I'm thinking about bridging tunnel interfaces or using NAT.

Can it be natted? Does it use IP at all?

There are no bad applications, only networks unable to cope with them.

You can try enabling bridge on the gre tunell, but is not officially supported.

In all honesty, you best choice is to find a way to make it work over separate subnets. Thing that is possible, believe me.

Hello All!

Thank you for the help! Unfortunately the application was not developped by us and it was intended to work only on a bridged not routed environment. The other problem is that we do not have time to rewrite it (usuall project management: no need to ask the IT about the impact of a change :-) ). The application is quite complicated (even has it's own DHCP server etc.). Unfortunately I have to live with that and I have to try to configure our infrastructure accordingly. The GRE tunnel is a good idea, I thought about it as well. Unfortunately Linux does not allow the GRE tunnel interface to be in a bridge group. Presently we are testing a workaround (we put a Cisco router in front of the server to terminate the GRE tunnels so I can put them into a bridge group and we put one port connected to the server to the same group). I will have the test results tomorrow.
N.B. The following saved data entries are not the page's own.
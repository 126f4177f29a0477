use std::fs::File;
use std::io::{BufWriter, Write};
use std::path::{Path, PathBuf};

use clap::Args;

use crate::cli::{progress_bar, OutputFormat};
use crate::parsing::accession::AccessionSet;
use crate::parsing::alignment::AlignmentCorpus;
use crate::splitting::pipeline::{CoreGeneExtractor, ExtractConfig, ExtractSummary};
use crate::utils::validation::require_file;

#[derive(Args)]
pub struct ExtractArgs {
    /// Accessions of the study set, one per line; their count defines "core"
    pub accessions: PathBuf,

    /// Alignment corpus written by `align` (CSV: cluster,seqid,seqtype,seq[,genome])
    pub alignments: PathBuf,

    /// Output file of `=`-terminated FASTA groups, one per sub-cluster
    pub output: PathBuf,

    /// Fail on a cluster with more members than genomes instead of skipping it
    #[arg(long)]
    pub strict: bool,
}

/// Execute extract subcommand
///
/// # Errors
///
/// Returns an error if an input is missing or malformed, a core cluster fails
/// a data integrity check, or the output cannot be written.
#[allow(clippy::needless_pass_by_value)] // CLI entry point, values from clap
pub fn run(args: ExtractArgs, format: OutputFormat, verbose: bool) -> anyhow::Result<()> {
    require_file(&args.accessions)?;
    require_file(&args.alignments)?;

    let accessions = AccessionSet::load(&args.accessions)?;
    let corpus = AlignmentCorpus::load(&args.alignments)?;

    if verbose {
        eprintln!(
            "Loaded {} nucleotide clusters for {} genomes",
            corpus.len(),
            accessions.count()
        );
    }

    let extractor = CoreGeneExtractor::with_config(
        accessions.count(),
        ExtractConfig {
            strict: args.strict,
        },
    );

    let mut writer = BufWriter::new(File::create(&args.output)?);
    let progress = progress_bar("core clusters written")?;
    let summary = extractor.run(&corpus, &mut writer, &progress)?;
    writer.flush()?;
    progress.finish_and_clear();

    match format {
        OutputFormat::Text => print_text_summary(&summary, &args.output),
        OutputFormat::Json => println!("{}", serde_json::to_string_pretty(&summary)?),
        OutputFormat::Tsv => {
            println!("clusters_seen\tcore_clusters\tsub_clusters\tsplit_clusters\tsequences_written\toversized_clusters");
            println!(
                "{}\t{}\t{}\t{}\t{}\t{}",
                summary.clusters_seen,
                summary.core_clusters,
                summary.sub_clusters,
                summary.split_clusters,
                summary.sequences_written,
                summary.oversized_clusters
            );
        }
    }

    Ok(())
}

fn print_text_summary(summary: &ExtractSummary, output: &Path) {
    println!(
        "Total {} core gene alignments extracted, which were saved to {}",
        summary.core_clusters,
        output.display()
    );
    if summary.split_clusters > 0 {
        println!(
            "{} of them were split by indel pattern into {} groups",
            summary.split_clusters, summary.sub_clusters
        );
    }
    if summary.oversized_clusters > 0 {
        println!(
            "{} clusters had more members than genomes and were skipped",
            summary.oversized_clusters
        );
    }
}
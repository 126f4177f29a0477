use std::path::Path;

use rusqlite::{params, Connection};

use crate::core::types::{ClusterAssignment, GenomeAccession, SequenceRecord, SequenceType};
use crate::store::StoreError;

/// A cluster name and its member count
#[derive(Debug, Clone, PartialEq, Eq)]
pub struct ClusterSize {
    pub cluster: String,
    pub members: usize,
}

/// SQLite-backed sequence store
pub struct SequenceStore {
    conn: Connection,
}

impl SequenceStore {
    /// Open (or create) a store at the given path
    pub fn open(db_path: impl AsRef<Path>) -> Result<Self, StoreError> {
        let conn = Connection::open(db_path)?;
        Ok(Self { conn })
    }

    /// Create an in-memory store (for testing)
    pub fn in_memory() -> Result<Self, StoreError> {
        let conn = Connection::open_in_memory()?;
        Ok(Self { conn })
    }

    /// Drop and recreate the `sequence` table
    pub fn create_sequence_table(&self) -> Result<(), StoreError> {
        self.conn.execute_batch(
            "DROP TABLE IF EXISTS sequence;
             CREATE TABLE sequence(
                genome VARCHAR(255),
                seqid VARCHAR(255),
                seqtype VARCHAR(255),
                seq TEXT
             );",
        )?;
        Ok(())
    }

    /// Drop and recreate the `cluster` table
    pub fn create_cluster_table(&self) -> Result<(), StoreError> {
        self.conn.execute_batch(
            "DROP TABLE IF EXISTS cluster;
             CREATE TABLE cluster(cluster VARCHAR(255), seqid VARCHAR(255));",
        )?;
        Ok(())
    }

    /// Create lookup indices on the `sequence` table
    pub fn create_indices(&self) -> Result<(), StoreError> {
        self.conn.execute_batch(
            "CREATE INDEX IF NOT EXISTS idx_seq_genome ON sequence(genome);
             CREATE INDEX IF NOT EXISTS idx_seqid ON sequence(seqid);
             CREATE INDEX IF NOT EXISTS idx_seqtype ON sequence(seqtype);",
        )?;
        Ok(())
    }

    /// Insert sequences in a single transaction
    pub fn insert_sequences(&self, records: &[SequenceRecord]) -> Result<(), StoreError> {
        let tx = self.conn.unchecked_transaction()?;
        {
            let mut stmt = tx.prepare("INSERT INTO sequence VALUES (?1, ?2, ?3, ?4)")?;
            for record in records {
                stmt.execute(params![
                    record.genome.as_str(),
                    &record.seqid,
                    record.seqtype.as_str(),
                    &record.seq,
                ])?;
            }
        }
        tx.commit()?;
        Ok(())
    }

    /// Insert cluster assignments in a single transaction
    pub fn insert_clusters(&self, assignments: &[ClusterAssignment]) -> Result<(), StoreError> {
        let tx = self.conn.unchecked_transaction()?;
        {
            let mut stmt = tx.prepare("INSERT INTO cluster VALUES (?1, ?2)")?;
            for assignment in assignments {
                stmt.execute(params![&assignment.cluster, &assignment.seqid])?;
            }
        }
        tx.commit()?;
        Ok(())
    }

    /// Clusters with at least `min_members` membership rows, ordered by name
    pub fn clusters_with_min_members(
        &self,
        min_members: usize,
    ) -> Result<Vec<ClusterSize>, StoreError> {
        let mut stmt = self.conn.prepare(
            "SELECT cluster, COUNT(*) FROM cluster
             GROUP BY cluster HAVING COUNT(*) >= ?1
             ORDER BY cluster",
        )?;
        let clusters = stmt
            .query_map(params![min_members as i64], |row| {
                let members: i64 = row.get(1)?;
                Ok(ClusterSize {
                    cluster: row.get(0)?,
                    members: usize::try_from(members).unwrap_or_default(),
                })
            })?
            .collect::<rusqlite::Result<Vec<_>>>()?;
        Ok(clusters)
    }

    /// All stored sequences (both types) of the members of a cluster
    pub fn cluster_sequences(&self, cluster: &str) -> Result<Vec<SequenceRecord>, StoreError> {
        let mut stmt = self.conn.prepare_cached(
            "SELECT sequence.genome, sequence.seqid, sequence.seqtype, sequence.seq
             FROM cluster, sequence
             WHERE cluster.cluster = ?1 AND cluster.seqid = sequence.seqid
             ORDER BY sequence.rowid",
        )?;
        let records = stmt
            .query_map(params![cluster], |row| {
                let genome: String = row.get(0)?;
                let seqtype: String = row.get(2)?;
                Ok(SequenceRecord {
                    genome: GenomeAccession::new(genome),
                    seqid: row.get(1)?,
                    seqtype: SequenceType::parse(&seqtype),
                    seq: row.get(3)?,
                })
            })?
            .collect::<rusqlite::Result<Vec<_>>>()?;
        Ok(records)
    }

    /// Number of rows in the `sequence` table
    pub fn sequence_count(&self) -> Result<usize, StoreError> {
        let count: i64 = self
            .conn
            .query_row("SELECT COUNT(*) FROM sequence", [], |row| row.get(0))?;
        Ok(usize::try_from(count).unwrap_or_default())
    }

    /// Names of the indices defined on the `sequence` table
    pub fn sequence_indices(&self) -> Result<Vec<String>, StoreError> {
        let mut stmt = self.conn.prepare(
            "SELECT name FROM sqlite_master
             WHERE type = 'index' AND tbl_name = 'sequence'
             ORDER BY name",
        )?;
        let names = stmt
            .query_map([], |row| row.get(0))?
            .collect::<rusqlite::Result<Vec<String>>>()?;
        Ok(names)
    }
}
use std::io::{BufRead, BufReader};
use std::path::Path;

use crate::core::types::GenomeAccession;
use crate::parsing::ParseError;

/// The genomes of one study, in file order.
///
/// Its size is the member count a cluster needs to be called core.
/// Duplicates are kept as written.
#[derive(Debug, Clone, Default)]
pub struct AccessionSet {
    accessions: Vec<GenomeAccession>,
}

impl AccessionSet {
    /// Load an accession list, one accession per line.
    ///
    /// Trailing whitespace is stripped and blank lines are skipped.
    ///
    /// # Errors
    ///
    /// Returns `ParseError::Io` if the file cannot be read.
    pub fn load(path: &Path) -> Result<Self, ParseError> {
        let file = std::fs::File::open(path)?;
        Self::from_reader(BufReader::new(file))
    }

    /// Read an accession list from any buffered reader
    ///
    /// # Errors
    ///
    /// Returns `ParseError::Io` if reading fails.
    pub fn from_reader<R: BufRead>(reader: R) -> Result<Self, ParseError> {
        let mut accessions = Vec::new();
        for line in reader.lines() {
            let line = line?;
            let accession = line.trim_end();
            if accession.is_empty() {
                continue;
            }
            accessions.push(GenomeAccession::new(accession));
        }
        Ok(Self { accessions })
    }

    /// Number of genomes, duplicates included
    pub fn count(&self) -> usize {
        self.accessions.len()
    }

    pub fn is_empty(&self) -> bool {
        self.accessions.is_empty()
    }

    pub fn iter(&self) -> impl Iterator<Item = &GenomeAccession> {
        self.accessions.iter()
    }

    pub fn contains(&self, accession: &str) -> bool {
        self.accessions.iter().any(|a| a.as_str() == accession)
    }
}

impl FromIterator<GenomeAccession> for AccessionSet {
    fn from_iter<T: IntoIterator<Item = GenomeAccession>>(iter: T) -> Self {
        Self {
            accessions: iter.into_iter().collect(),
        }
    }
}

#[cfg(test)]
mod tests {
    use super::*;
    use std::io::Write;
    use tempfile::NamedTempFile;

    #[test]
    fn test_load_accession_list() {
        let mut temp = NamedTempFile::new().unwrap();
        temp.write_all(b"GCF_000005845.2\nGCF_000008865.2  \n\nGCF_000005845.2\n")
            .unwrap();
        temp.flush().unwrap();

        let set = AccessionSet::load(temp.path()).unwrap();
        assert_eq!(set.count(), 3);
        let names: Vec<&str> = set.iter().map(GenomeAccession::as_str).collect();
        assert_eq!(
            names,
            vec!["GCF_000005845.2", "GCF_000008865.2", "GCF_000005845.2"]
        );
        assert!(set.contains("GCF_000008865.2"));
        assert!(!set.contains("GCF_000001405.40"));
    }

    #[test]
    fn test_crlf_line_endings() {
        let set = AccessionSet::from_reader(&b"g1\r\ng2\r\n"[..]).unwrap();
        assert!(set.contains("g1"));
        assert!(set.contains("g2"));
    }

    #[test]
    fn test_missing_file() {
        let result = AccessionSet::load(Path::new("/nonexistent/accessions.txt"));
        assert!(matches!(result, Err(ParseError::Io(_))));
    }

    #[test]
    fn test_empty_list() {
        let set = AccessionSet::from_reader(&b""[..]).unwrap();
        assert!(set.is_empty());
        assert_eq!(set.count(), 0);
    }
}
The helper-address is also a very good idea. I was focusing to create a bridged environment but it might be that routing broadcast traffic to the correct place will solve the problem. I will also test it tomorrow.

Thank you very much again!

Hi GombasPeter,

I have exactly the same requirement for which I have been discussing in last 3 to 4 days on this forum. Kindly inform if your test succeeds or you get any other solution.

Here is the hyper link of my discussion.

http://forum.cisco.com/eforum/servlet/NetProf?page=netprof&forum=Network%20Infrastructure&topic=WAN%2C%20Routing%20and%20Switching&CommCmd=MB%3Fcmd%3Ddisplay_location%26location%3D.1ddeeef9

Regards,

Mujeeb

Hello All,

Bridgin over GRE works. Both ends of the GRE tunnel is terminated on a Cisco router, IRB is configured, tunnel interface and the corresponding ethernet port is set to the same bridge-group. I receive IP from the linux server without any problem and the application works as well. Next step will be to try to get rid of the built in DHCP server and use the router as DHCP server (I don't know if I can do that in a bridged environment. Maybe I can use the BVI interface for that)

On Monday I will try the routed solution with ip helper-address and ip forward-protocol command.